- **Exercise**
The answer is the number of lines in the data that contain the word "impl"; give it alone.

::: Exercise inputs :::

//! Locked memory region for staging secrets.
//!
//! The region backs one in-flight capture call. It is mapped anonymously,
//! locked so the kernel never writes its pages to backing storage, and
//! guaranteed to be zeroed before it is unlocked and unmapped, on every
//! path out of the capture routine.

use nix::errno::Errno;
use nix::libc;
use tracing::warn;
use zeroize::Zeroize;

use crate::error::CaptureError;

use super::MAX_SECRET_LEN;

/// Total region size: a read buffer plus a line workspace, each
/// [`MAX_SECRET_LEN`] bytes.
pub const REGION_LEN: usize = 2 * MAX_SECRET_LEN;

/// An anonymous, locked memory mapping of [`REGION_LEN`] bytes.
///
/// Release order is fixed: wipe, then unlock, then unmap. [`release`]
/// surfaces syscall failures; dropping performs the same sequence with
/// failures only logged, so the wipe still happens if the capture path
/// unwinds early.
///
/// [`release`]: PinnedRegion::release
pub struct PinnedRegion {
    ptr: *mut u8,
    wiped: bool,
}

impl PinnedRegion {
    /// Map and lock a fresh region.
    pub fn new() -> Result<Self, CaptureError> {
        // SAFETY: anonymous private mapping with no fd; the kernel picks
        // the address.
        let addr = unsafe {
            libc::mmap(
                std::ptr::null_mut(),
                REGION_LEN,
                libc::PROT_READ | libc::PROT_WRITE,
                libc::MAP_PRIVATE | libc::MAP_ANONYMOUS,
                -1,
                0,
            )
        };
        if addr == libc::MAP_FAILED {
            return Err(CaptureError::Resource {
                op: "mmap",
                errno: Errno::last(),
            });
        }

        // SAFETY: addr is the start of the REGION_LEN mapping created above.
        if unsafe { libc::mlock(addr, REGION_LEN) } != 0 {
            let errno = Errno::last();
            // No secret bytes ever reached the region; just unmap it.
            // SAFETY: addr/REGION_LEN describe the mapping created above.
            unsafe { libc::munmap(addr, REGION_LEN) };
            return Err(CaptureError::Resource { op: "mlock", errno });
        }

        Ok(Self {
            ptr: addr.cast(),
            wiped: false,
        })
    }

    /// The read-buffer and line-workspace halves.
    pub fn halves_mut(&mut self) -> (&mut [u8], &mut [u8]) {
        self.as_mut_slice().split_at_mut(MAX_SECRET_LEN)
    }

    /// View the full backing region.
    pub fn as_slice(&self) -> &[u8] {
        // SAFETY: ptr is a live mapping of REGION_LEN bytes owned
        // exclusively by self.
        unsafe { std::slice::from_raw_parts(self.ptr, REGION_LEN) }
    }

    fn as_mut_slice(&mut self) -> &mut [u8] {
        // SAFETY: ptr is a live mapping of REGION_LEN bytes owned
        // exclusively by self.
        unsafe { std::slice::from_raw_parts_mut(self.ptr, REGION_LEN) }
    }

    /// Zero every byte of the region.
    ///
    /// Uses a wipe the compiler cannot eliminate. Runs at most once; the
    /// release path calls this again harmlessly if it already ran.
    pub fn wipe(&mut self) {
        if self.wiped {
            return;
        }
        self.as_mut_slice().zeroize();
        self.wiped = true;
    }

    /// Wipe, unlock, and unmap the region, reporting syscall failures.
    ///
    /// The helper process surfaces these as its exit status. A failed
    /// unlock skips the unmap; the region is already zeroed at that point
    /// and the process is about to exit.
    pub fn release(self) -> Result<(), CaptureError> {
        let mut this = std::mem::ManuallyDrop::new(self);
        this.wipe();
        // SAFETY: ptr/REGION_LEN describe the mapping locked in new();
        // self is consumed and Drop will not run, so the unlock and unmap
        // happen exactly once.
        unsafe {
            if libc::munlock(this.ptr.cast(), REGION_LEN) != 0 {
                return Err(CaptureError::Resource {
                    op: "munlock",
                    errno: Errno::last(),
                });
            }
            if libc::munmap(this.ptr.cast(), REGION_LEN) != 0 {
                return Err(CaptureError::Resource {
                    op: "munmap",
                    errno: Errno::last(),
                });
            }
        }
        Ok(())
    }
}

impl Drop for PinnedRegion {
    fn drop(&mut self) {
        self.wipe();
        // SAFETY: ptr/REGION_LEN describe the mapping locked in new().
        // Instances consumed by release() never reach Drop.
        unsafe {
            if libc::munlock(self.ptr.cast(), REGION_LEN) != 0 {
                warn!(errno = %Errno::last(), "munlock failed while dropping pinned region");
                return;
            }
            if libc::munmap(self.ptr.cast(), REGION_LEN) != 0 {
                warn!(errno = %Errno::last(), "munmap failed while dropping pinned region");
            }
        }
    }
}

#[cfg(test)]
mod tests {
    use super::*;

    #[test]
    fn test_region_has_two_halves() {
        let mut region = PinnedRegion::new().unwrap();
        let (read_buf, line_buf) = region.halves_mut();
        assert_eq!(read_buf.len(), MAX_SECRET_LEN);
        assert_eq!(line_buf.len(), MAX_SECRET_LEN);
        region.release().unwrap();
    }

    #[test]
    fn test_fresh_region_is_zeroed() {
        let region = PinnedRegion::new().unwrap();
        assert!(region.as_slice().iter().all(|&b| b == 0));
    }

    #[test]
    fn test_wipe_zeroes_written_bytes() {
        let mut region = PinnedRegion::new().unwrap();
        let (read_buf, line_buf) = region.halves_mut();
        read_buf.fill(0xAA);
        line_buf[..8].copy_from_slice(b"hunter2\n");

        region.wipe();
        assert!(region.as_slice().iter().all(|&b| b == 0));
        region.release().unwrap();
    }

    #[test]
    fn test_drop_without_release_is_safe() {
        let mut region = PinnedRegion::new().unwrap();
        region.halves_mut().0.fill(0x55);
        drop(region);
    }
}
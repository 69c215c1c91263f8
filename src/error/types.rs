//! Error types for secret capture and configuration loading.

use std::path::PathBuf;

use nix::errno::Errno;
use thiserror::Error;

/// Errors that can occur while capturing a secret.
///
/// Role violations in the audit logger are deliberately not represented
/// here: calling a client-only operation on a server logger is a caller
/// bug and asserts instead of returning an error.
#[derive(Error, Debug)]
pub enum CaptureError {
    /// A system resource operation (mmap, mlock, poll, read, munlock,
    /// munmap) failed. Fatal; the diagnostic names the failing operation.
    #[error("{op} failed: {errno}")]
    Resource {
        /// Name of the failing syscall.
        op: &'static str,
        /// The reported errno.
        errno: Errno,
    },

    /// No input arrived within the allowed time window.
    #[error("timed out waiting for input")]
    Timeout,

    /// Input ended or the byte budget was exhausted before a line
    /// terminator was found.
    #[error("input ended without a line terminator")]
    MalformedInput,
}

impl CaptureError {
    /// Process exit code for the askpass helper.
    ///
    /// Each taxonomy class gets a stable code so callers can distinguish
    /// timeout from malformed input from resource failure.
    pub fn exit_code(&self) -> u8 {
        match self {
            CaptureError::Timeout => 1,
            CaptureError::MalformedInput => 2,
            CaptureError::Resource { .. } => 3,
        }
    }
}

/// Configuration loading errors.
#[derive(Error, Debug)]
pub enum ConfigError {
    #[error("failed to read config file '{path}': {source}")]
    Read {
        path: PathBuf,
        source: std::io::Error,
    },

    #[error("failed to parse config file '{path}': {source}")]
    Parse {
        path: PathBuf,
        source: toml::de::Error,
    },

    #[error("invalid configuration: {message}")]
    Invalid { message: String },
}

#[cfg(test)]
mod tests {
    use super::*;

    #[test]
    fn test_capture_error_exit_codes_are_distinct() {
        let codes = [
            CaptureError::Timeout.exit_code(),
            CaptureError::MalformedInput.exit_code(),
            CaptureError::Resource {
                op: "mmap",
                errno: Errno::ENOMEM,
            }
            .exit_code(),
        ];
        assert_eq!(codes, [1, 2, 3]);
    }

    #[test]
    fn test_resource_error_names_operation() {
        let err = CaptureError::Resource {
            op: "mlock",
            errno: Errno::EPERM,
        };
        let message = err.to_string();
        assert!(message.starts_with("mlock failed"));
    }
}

:::
::: Exercise inputs :::

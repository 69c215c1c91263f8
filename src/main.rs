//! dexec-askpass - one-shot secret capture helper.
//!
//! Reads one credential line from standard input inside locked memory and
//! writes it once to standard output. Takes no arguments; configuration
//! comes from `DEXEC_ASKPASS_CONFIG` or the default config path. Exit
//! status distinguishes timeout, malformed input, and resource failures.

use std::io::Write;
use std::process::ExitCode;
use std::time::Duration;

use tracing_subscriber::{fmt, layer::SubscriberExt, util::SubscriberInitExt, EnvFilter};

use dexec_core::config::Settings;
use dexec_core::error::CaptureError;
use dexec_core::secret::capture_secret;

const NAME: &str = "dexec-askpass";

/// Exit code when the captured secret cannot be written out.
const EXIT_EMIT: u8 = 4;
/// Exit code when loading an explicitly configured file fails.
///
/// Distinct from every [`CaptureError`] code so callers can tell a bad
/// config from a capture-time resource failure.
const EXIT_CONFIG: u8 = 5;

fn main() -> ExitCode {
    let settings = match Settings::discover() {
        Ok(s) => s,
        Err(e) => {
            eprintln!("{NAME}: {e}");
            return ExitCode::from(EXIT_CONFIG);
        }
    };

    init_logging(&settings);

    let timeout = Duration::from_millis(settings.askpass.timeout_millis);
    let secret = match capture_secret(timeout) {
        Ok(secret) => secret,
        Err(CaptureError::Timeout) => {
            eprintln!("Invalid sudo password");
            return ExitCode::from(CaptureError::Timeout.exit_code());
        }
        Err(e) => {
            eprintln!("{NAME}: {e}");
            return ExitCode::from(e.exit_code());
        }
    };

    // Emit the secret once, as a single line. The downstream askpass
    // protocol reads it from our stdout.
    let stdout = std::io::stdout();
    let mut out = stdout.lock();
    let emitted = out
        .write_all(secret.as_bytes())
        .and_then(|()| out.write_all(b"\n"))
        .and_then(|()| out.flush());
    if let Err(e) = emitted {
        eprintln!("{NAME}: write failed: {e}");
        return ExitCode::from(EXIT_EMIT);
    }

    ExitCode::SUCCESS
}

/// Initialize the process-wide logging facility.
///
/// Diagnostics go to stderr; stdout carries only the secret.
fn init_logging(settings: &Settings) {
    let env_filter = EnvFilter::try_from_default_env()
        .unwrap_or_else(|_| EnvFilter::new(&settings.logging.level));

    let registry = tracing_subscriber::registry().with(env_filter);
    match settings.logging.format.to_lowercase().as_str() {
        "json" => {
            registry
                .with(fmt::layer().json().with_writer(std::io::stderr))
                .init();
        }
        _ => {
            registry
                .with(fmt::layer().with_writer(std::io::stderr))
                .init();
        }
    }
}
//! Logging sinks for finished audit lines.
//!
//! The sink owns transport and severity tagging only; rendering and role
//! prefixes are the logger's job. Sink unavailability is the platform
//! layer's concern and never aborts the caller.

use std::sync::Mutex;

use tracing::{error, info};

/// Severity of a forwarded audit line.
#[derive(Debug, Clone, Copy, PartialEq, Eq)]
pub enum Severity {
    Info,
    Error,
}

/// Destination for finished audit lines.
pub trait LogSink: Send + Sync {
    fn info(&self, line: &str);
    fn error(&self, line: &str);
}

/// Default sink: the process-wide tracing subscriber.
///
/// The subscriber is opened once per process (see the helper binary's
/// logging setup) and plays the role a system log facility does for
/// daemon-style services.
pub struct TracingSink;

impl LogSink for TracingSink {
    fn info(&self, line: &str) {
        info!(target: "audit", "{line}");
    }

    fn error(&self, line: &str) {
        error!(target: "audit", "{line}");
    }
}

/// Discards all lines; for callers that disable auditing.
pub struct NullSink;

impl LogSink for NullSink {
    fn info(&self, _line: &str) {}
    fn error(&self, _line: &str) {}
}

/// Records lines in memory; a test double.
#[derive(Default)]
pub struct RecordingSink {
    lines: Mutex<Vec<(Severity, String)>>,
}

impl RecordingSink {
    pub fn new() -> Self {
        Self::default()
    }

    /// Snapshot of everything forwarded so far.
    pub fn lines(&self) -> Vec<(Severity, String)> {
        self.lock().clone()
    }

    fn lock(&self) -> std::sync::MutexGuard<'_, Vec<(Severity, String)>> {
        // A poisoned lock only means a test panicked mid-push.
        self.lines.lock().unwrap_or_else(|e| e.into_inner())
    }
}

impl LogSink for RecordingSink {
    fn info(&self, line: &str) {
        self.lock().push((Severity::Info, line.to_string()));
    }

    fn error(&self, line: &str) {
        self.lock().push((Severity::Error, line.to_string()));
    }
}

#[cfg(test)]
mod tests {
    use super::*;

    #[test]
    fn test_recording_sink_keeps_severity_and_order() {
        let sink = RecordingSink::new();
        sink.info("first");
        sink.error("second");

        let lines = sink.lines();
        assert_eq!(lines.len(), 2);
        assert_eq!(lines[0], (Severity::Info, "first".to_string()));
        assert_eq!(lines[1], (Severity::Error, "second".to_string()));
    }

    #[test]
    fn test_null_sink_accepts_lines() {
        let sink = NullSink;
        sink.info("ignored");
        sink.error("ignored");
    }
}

:::

- **Solution**
7